"No call?" queried Dean Hamilton, laughing nervously, as was his way of modifying the intensity of the situation. "Your capacity to do is your call."

"Being honest with yourself, do you not believe that you can save this church?" argued Brother Harding.

John felt that he could, but his soul still strained within him, and his eyes roved over the audience, the corners of the room and the very beams in the ceiling, as if seeking a way of escape.

Suddenly a man stood up in the back of the church.

"Will he take a side?" this man demanded excitedly, with hoarse impatience. "What side is he on?"

The very crassness of this partisan creature, so seething with personal feeling that he understood nothing of the young man's agony of soul, lashed the tender sensibilities of Hampstead like a scourge, so that all his nature rose in protest. From a figure of cowering doubt, he suddenly stood forth bold and challenging.

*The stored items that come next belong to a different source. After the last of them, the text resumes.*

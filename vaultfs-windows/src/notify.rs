//! Notification classification and the read-only policy.
//!
//! The kernel reports pre- and post-operation events for the whole projected
//! tree. Pre-operation events for write-class operations are denied, which
//! is what makes the projection read-only to applications. Post-operation
//! events are observed; a close-after-delete under a regeneration prefix
//! triggers cache and tombstone invalidation so the file can reappear.

/// Platform-neutral notification kinds.
#[derive(Debug, Clone, Copy, PartialEq, Eq)]
pub enum NotificationKind {
    FileOpened,
    NewFileCreated,
    FileOverwritten,
    PreDelete,
    PreRename,
    PreSetHardlink,
    FileRenamed,
    HardlinkCreated,
    ClosedNoModification,
    ClosedModified,
    ClosedDeleted,
    PreConvertToFull,
    Unknown,
}

/// What the notification callback should do.
#[derive(Debug, Clone, Copy, PartialEq, Eq)]
pub enum NotificationDecision {
    /// Return success.
    Allow,
    /// Return access-denied.
    Deny,
    /// Return success after invalidating caches and the platform tombstone
    /// for the path, so the next access regenerates the file.
    Invalidate,
}

/// Applies the read-only policy.
///
/// `regenerated` says whether the path falls under a dynamic-regeneration
/// prefix; it only matters for [`NotificationKind::ClosedDeleted`].
pub fn decide(kind: NotificationKind, regenerated: bool) -> NotificationDecision {
    use NotificationDecision::*;
    use NotificationKind::*;

    match kind {
        // Write-class pre-operations and creations are refused outright.
        NewFileCreated | FileOverwritten | PreDelete | PreRename | PreSetHardlink
        | PreConvertToFull => Deny,

        FileOpened | ClosedNoModification => Allow,

        // Post-operation observations; nothing to veto anymore.
        FileRenamed | HardlinkCreated | ClosedModified => Allow,

        ClosedDeleted => {
            if regenerated {
                Invalidate
            } else {
                Allow
            }
        }

        Unknown => Deny,
    }
}

#[cfg(test)]
mod tests {
    use super::*;
    use NotificationDecision::*;
    use NotificationKind::*;

    #[test]
    fn test_write_class_is_denied() {
        for kind in [
            PreDelete,
            PreRename,
            PreSetHardlink,
            NewFileCreated,
            FileOverwritten,
        ] {
            assert_eq!(decide(kind, false), Deny, "{kind:?}");
            assert_eq!(decide(kind, true), Deny, "{kind:?}");
        }
    }

    #[test]
    fn test_reads_are_allowed() {
        assert_eq!(decide(FileOpened, false), Allow);
        assert_eq!(decide(ClosedNoModification, false), Allow);
    }

    #[test]
    fn test_post_operations_are_observed() {
        assert_eq!(decide(FileRenamed, false), Allow);
        assert_eq!(decide(HardlinkCreated, false), Allow);
        assert_eq!(decide(ClosedModified, false), Allow);
    }

    #[test]
    fn test_close_deleted_regenerates_under_prefix() {
        assert_eq!(decide(ClosedDeleted, true), Invalidate);
        assert_eq!(decide(ClosedDeleted, false), Allow);
    }

    #[test]
    fn test_unknown_defaults_to_denial() {
        assert_eq!(decide(Unknown, false), Deny);
    }
}
//! # VaultFS Core
//!
//! The platform-independent core for VaultFS - a virtual filesystem provider
//! that projects a content-addressed object store and an asynchronous logical
//! filesystem into a read-only directory tree.
//!
//! ## Overview
//!
//! The on-disk object store keeps immutable blobs keyed by hex hash. VaultFS
//! exposes those blobs, plus dynamically assembled namespaces supplied by a
//! host application (chat transcripts, type indexes, invitation artifacts,
//! ...), as ordinary files and directories. The Windows projection layer
//! lives in `vaultfs-windows`; this crate provides everything that does not
//! touch the platform:
//!
//! - [`types`]: canonical paths, entry metadata, directory listings
//! - [`traits`]: the [`traits::LogicalFileSystem`] interface the host implements
//! - [`cache`]: the tiered TTL cache that turns async fetches into sync hits
//! - [`store`]: the direct-disk reader for the content-addressed store
//! - [`config`]: mount configuration
//! - [`error`]: error taxonomy
//! - [`stats`]: provider and cache counters

pub mod cache;
pub mod config;
pub mod error;
pub mod stats;
pub mod store;
pub mod traits;
pub mod types;

pub use cache::ContentCache;
pub use config::MountConfig;
pub use error::{Result, VaultError};
pub use store::ObjectStore;
pub use traits::LogicalFileSystem;
pub use types::{DirListing, FileContent, FileInfo, VaultPath};
//! The interface the projection core consumes.
//!
//! The host application implements [`LogicalFileSystem`] over whatever
//! namespaces it assembles (chat transcripts, object dumps, type indexes,
//! invitation artifacts). All methods are asynchronous and run on the host's
//! single-threaded event loop; the projection side never calls them
//! directly, only through the async bridge.

use async_trait::async_trait;
use bytes::Bytes;

use crate::error::{Result, VaultError};
use crate::types::{FileContent, FileInfo, VaultPath};

/// Metadata returned by [`LogicalFileSystem::stat`].
#[derive(Debug, Clone, PartialEq, Eq)]
pub struct StatInfo {
    /// Size in bytes.
    pub size: u64,
    /// Directory flag; when absent the mode bits decide.
    pub is_directory: Option<bool>,
    /// POSIX mode bits.
    pub mode: u32,
    /// Content hash, if the entry materializes a stored object.
    pub hash: Option<String>,
}

impl StatInfo {
    /// Resolves the directory flag, falling back to the POSIX directory bit.
    pub fn is_directory(&self) -> bool {
        self.is_directory
            .unwrap_or_else(|| FileInfo::is_directory_mode(self.mode))
    }

    /// Converts into a [`FileInfo`] for the given display name.
    pub fn into_info(self, name: impl Into<String>) -> FileInfo {
        let is_directory = self.is_directory();
        FileInfo {
            name: name.into(),
            hash: self.hash,
            size: if is_directory { 0 } else { self.size },
            is_directory,
            mode: self.mode,
            blob_direct: false,
        }
    }
}

/// A child entry as supplied by [`LogicalFileSystem::read_dir`].
///
/// Hosts may return plain base names or full entries; the ingest path
/// canonicalizes both. A bare name denotes a subdirectory - the dynamically
/// mounted namespaces are announced this way. File children carry metadata.
#[derive(Debug, Clone, PartialEq, Eq)]
pub enum DirChild {
    /// Base name only; treated as a directory.
    Name(String),
    /// Full entry metadata.
    Entry(FileInfo),
}

impl DirChild {
    /// Canonicalizes into a [`FileInfo`].
    pub fn into_info(self) -> FileInfo {
        match self {
            DirChild::Name(name) => FileInfo::directory(name),
            DirChild::Entry(info) => info,
        }
    }
}

impl From<&str> for DirChild {
    fn from(name: &str) -> Self {
        DirChild::Name(name.to_string())
    }
}

impl From<FileInfo> for DirChild {
    fn from(info: FileInfo) -> Self {
        DirChild::Entry(info)
    }
}

/// The asynchronous logical filesystem behind the projection.
#[async_trait]
pub trait LogicalFileSystem: Send + Sync {
    /// Stats a single path.
    ///
    /// # Returns
    /// Metadata for the entry, or [`VaultError::NotFound`].
    async fn stat(&self, path: &VaultPath) -> Result<StatInfo>;

    /// Reads the children of a directory.
    async fn read_dir(&self, path: &VaultPath) -> Result<Vec<DirChild>>;

    /// Reads the whole content of a file. Partial reads are not part of the
    /// contract; the projection clips windows out of the returned buffer.
    async fn read_file(&self, path: &VaultPath) -> Result<FileContent>;

    /// Writes a file. Exposed for completeness; the read-only projection
    /// never invokes it.
    async fn write_file(&self, path: &VaultPath, _bytes: Bytes) -> Result<()> {
        Err(VaultError::denied(path.clone(), "write_file"))
    }
}

#[cfg(test)]
mod tests {
    use super::*;

    #[test]
    fn test_stat_info_directory_fallback() {
        let explicit = StatInfo {
            size: 10,
            is_directory: Some(false),
            mode: 0o040_755, // contradicts, explicit flag wins
            hash: None,
        };
        assert!(!explicit.is_directory());

        let from_mode = StatInfo {
            size: 0,
            is_directory: None,
            mode: 0o040_755,
            hash: None,
        };
        assert!(from_mode.is_directory());
    }

    #[test]
    fn test_into_info_zeroes_directory_size() {
        let info = StatInfo {
            size: 4096,
            is_directory: Some(true),
            mode: 0o040_755,
            hash: None,
        }
        .into_info("chats");
        assert!(info.is_directory);
        assert_eq!(info.size, 0);
    }

    #[test]
    fn test_dir_child_canonicalization() {
        let named = DirChild::from("invites").into_info();
        assert!(named.is_directory);
        assert_eq!(named.name, "invites");

        let full = DirChild::from(FileInfo::file("iom_invite.txt", 260)).into_info();
        assert!(!full.is_directory);
        assert_eq!(full.size, 260);
    }
}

"No!" he thundered. "I will not take a side! The curse of God is upon sides, and every man and every woman who takes a side in His church! I will take the Lord's side. I challenge every one of you who is willing to leave his or her petty personal feeling in this controversy, for to-night and forever, to come out here and stand beside me. I place my life career upon the issue. I will let your coming be my call. If you call me, I will answer. If you do not, God has set me free from any responsibility to you."

The questioning partisan sank down abashed before such prophetic fervor. John stood waiting. No eye looked at any other eye but his. The silence was electric and pregnant, but brief, broken almost immediately by a low, rumbling sound and the rattle of wheels against chairs. The Angel of the Chair, propelling her vehicle herself, was coming to take her place beside John.

She had barely reached the front when the tall form of Elder Burbeck was seen to advance stiffly and offer his hand to Hampstead.

The venerable Elder Lukenbill, goat-whiskered and doddering, leader of the Aleshire faction, hesitated only long enough to gloat a little at this spectacle of his rival, Burbeck, eating humble pie, and then, prodded from behind, arose and careened on weak knees down the aisle.